What are your earliest music memories? 

I have very specific childhood music memories mainly from Julie Andrews; The Sound of Music, Mary Poppins, and My Fair Lady. I joined chorus in elementary school and found it very powerful to sing with a group of kids my age. That's when I fell in love with singing. In 4th grade I took piano, clarinet, and violin, joined orchestra and remained in chorus. 

You're known for playing guitar. When did you first pick up a guitar?

When I was 16. I was babysitting and one of the kids was taking guitar lessons. I started strumming her guitar while she was sleeping and thought it was the most beautiful sound ever. I enrolled in a night school guitar class and after 12 weeks I taught myself. 

You're music is so playful and tells a great story. Who influenced your musical/song writing style? 

My mother's uncle was living in Manhattan and was the treasurer for different theater box offices. He would give us tickets to see shows all the time. We’d dress up and drive from New Jersey into New York, have dinner, and go to these great shows. For a long time, I thought you were only allowed to come into New York if you were dressed up. I fell in love with these musicals and would act them out. When I started college at Rutgers University, I started to play music from the 60-70’s. Neil Young, Joni Mitchell, Joan Armatrading, Crosby, Stills & Nash, Mamas and Papas were the songs I learned to perform in front of an audience. I was so scared but as a musician you take your licks in front of everybody. You can’t learn how to perform live unless you perform live. You can practice but it’s not the same.

You sang a duet with Danny Weinkauf, base player for They Might Be Giant (TMBG), on his recently released solo kids album. I spoke to Danny about when TMBG ventured into making a kids album, which came at a time when kids music was starting to be performed by musicians I enjoyed.

That was such a big issue when I first started. In college, I always felt that maybe I wasn’t a good musician.

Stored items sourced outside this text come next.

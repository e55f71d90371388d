// SPDX-License-Identifier: Apache-2.0
// © James Ross Ω FLYING•ROBOTS <https://github.com/flyingrobots>
//! Native hash values and the textual tokens that carry them.
//!
//! Input files spell hashes in whatever case and prefix style their producer
//! used. [`HashToken`] keeps that text untouched so artifacts that echo input
//! tokens stay byte-faithful, while [`HashToken::key`] gives the normalised
//! form used for every equality check and map lookup.

use std::fmt;
use std::str::FromStr;

/// Errors raised when text is not a hex hash.
#[derive(Debug, Clone, PartialEq, Eq, thiserror::Error)]
pub enum HashError {
    /// Token is empty, longer than 16 digits, or contains non-hex characters.
    #[error("[UNPARSABLE_HASH_TOKEN] {token:?} is not a 1-16 digit hex value")]
    Unparsable {
        /// The offending token, as written.
        token: String,
    },
}

/// A 64-bit native hash.
///
/// `Display` renders the 18-character literal form used in headers
/// (`0x` + 16 upper-case digits).
#[repr(transparent)]
#[derive(Clone, Copy, PartialEq, Eq, PartialOrd, Ord, Hash, Debug)]
pub struct HexHash(pub u64);

impl HexHash {
    /// Length of the rendered literal, `0x` prefix included.
    pub const LITERAL_LEN: usize = 18;

    /// Number of hex digits in the canonical rendering.
    pub const DIGITS: usize = 16;

    /// Raw numeric value.
    pub fn value(self) -> u64 {
        self.0
    }

    /// Returns `true` for the all-zero hash.
    pub fn is_zero(self) -> bool {
        self.0 == 0
    }

    /// The 16 upper-case digits without a prefix.
    pub fn digits(self) -> String {
        format!("{:016X}", self.0)
    }
}

impl fmt::Display for HexHash {
    fn fmt(&self, f: &mut fmt::Formatter<'_>) -> fmt::Result {
        write!(f, "0x{:016X}", self.0)
    }
}

impl FromStr for HexHash {
    type Err = HashError;

    /// Accepts 1-16 hex digits, optionally prefixed with `0x` or `0X`.
    fn from_str(s: &str) -> Result<Self, Self::Err> {
        let digits = strip_hex_prefix(s.trim());
        let well_formed = !digits.is_empty()
            && digits.len() <= Self::DIGITS
            && digits.bytes().all(|b| b.is_ascii_hexdigit());
        if !well_formed {
            return Err(HashError::Unparsable {
                token: s.to_owned(),
            });
        }
        u64::from_str_radix(digits, 16)
            .map(HexHash)
            .map_err(|_| HashError::Unparsable {
                token: s.to_owned(),
            })
    }
}

/// A hash exactly as it appears in an input file (surrounding whitespace trimmed).
///
/// Equality via `==` is textual. Use [`HashToken::same_hash`] or compare
/// [`HashToken::key`] values when the question is "same native?".
#[derive(Clone, PartialEq, Eq, Hash, Debug)]
pub struct HashToken(String);

impl HashToken {
    /// Wrap a token, trimming surrounding whitespace.
    pub fn new(text: impl Into<String>) -> Self {
        let text = text.into();
        let trimmed = text.trim();
        if trimmed.len() == text.len() {
            Self(text)
        } else {
            Self(trimmed.to_owned())
        }
    }

    /// The token text.
    pub fn as_str(&self) -> &str {
        &self.0
    }

    /// Parse the token as a hash value.
    ///
    /// # Errors
    ///
    /// Returns [`HashError::Unparsable`] when the token is not 1-16 hex digits.
    pub fn parse(&self) -> Result<HexHash, HashError> {
        self.0.parse()
    }

    /// Lookup key: 16 upper-case digits for well-formed tokens, otherwise the
    /// upper-cased text with any `0x` prefix removed.
    pub fn key(&self) -> String {
        match self.parse() {
            Ok(hash) => hash.digits(),
            Err(_) => strip_hex_prefix(&self.0).to_ascii_uppercase(),
        }
    }

    /// Returns `true` if both tokens name the same hash.
    pub fn same_hash(&self, other: &Self) -> bool {
        self.key() == other.key()
    }
}

impl fmt::Display for HashToken {
    fn fmt(&self, f: &mut fmt::Formatter<'_>) -> fmt::Result {
        f.write_str(&self.0)
    }
}

impl From<HexHash> for HashToken {
    fn from(hash: HexHash) -> Self {
        Self(hash.to_string())
    }
}

impl From<&str> for HashToken {
    fn from(text: &str) -> Self {
        Self::new(text)
    }
}

fn strip_hex_prefix(s: &str) -> &str {
    s.strip_prefix("0x")
        .or_else(|| s.strip_prefix("0X"))
        .unwrap_or(s)
}

#[cfg(test)]
mod tests {
    #![allow(clippy::unwrap_used)]
    use super::*;

    #[test]
    fn parses_prefixed_and_bare_tokens() {
        let prefixed: HexHash = "0x4EDE34FBADD967A6".parse().unwrap();
        let bare: HexHash = "4ede34fbadd967a6".parse().unwrap();
        assert_eq!(prefixed, bare);
        assert_eq!(prefixed.value(), 0x4EDE_34FB_ADD9_67A6);
    }

    #[test]
    fn short_tokens_are_zero_extended() {
        let zero: HexHash = "0".parse().unwrap();
        assert!(zero.is_zero());
        assert_eq!(zero.to_string(), "0x0000000000000000");
        assert_eq!("0xABC".parse::<HexHash>().unwrap().digits(), "0000000000000ABC");
    }

    #[test]
    fn rejects_garbage() {
        for bad in ["", "0x", "0x4EDE34FBADD967A6FF", "0xZZZZ", "12 34", "-1"] {
            assert!(bad.parse::<HexHash>().is_err(), "{bad:?} should not parse");
        }
    }

    #[test]
    fn rendered_literal_has_fixed_width() {
        let hash = HexHash(0x1122_3344_5566_7788);
        assert_eq!(hash.to_string().len(), HexHash::LITERAL_LEN);
    }

    #[test]
    fn token_keys_ignore_case_and_prefix() {
        let a = HashToken::new(" 0xaabbccddeeff0011 ");
        let b = HashToken::new("AABBCCDDEEFF0011");
        assert_eq!(a.as_str(), "0xaabbccddeeff0011");
        assert!(a.same_hash(&b));
        assert_ne!(a, b);
    }

    #[test]
    fn unparsable_token_still_has_a_key() {
        let token = HashToken::new("0xnot-a-hash");
        assert!(token.parse().is_err());
        assert_eq!(token.key(), "NOT-A-HASH");
    }
}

I started playing kids music and I thought, "This is something I am good at, it makes me feel happy, and I’m getting good feedback." I was lucky I found that place because for a long time people kept questioning, “Are you still doing that kids stuff?” or “Are you trying to be Barney?” It was hard to imagine you can write music relevant to kids and still be a serious musician. I knew from working with kids as a pre-school music specialist at the Rockefeller Child and Family Center in New York City how the music had to be. You can’t just sing a song about washing hands; there was more to it but it's not obvious when you are not around kids. Over time, musicians I knew were tapping into the kids market too. It was very affirming that this was not just fun but a valid profession. Musicians were realizing it’s important to create music kids and parents really enjoy so there isn’t this period of, "Yuck, I have to listen to this music my kids like but I hate."

How did Noggin find you?

My first cassette, Whaddaya Think of That?, was floating around somewhere in California and the creative director at Noggin got a hold of it and called me at home. The album contained original songs like "We Are the Dinosaurs" and "I Know a Chicken." She felt I would be really good on this channel they were starting for preschoolers. It took five years before I created the first interstitials for Noggin. That led into Jack's Big Music Show. 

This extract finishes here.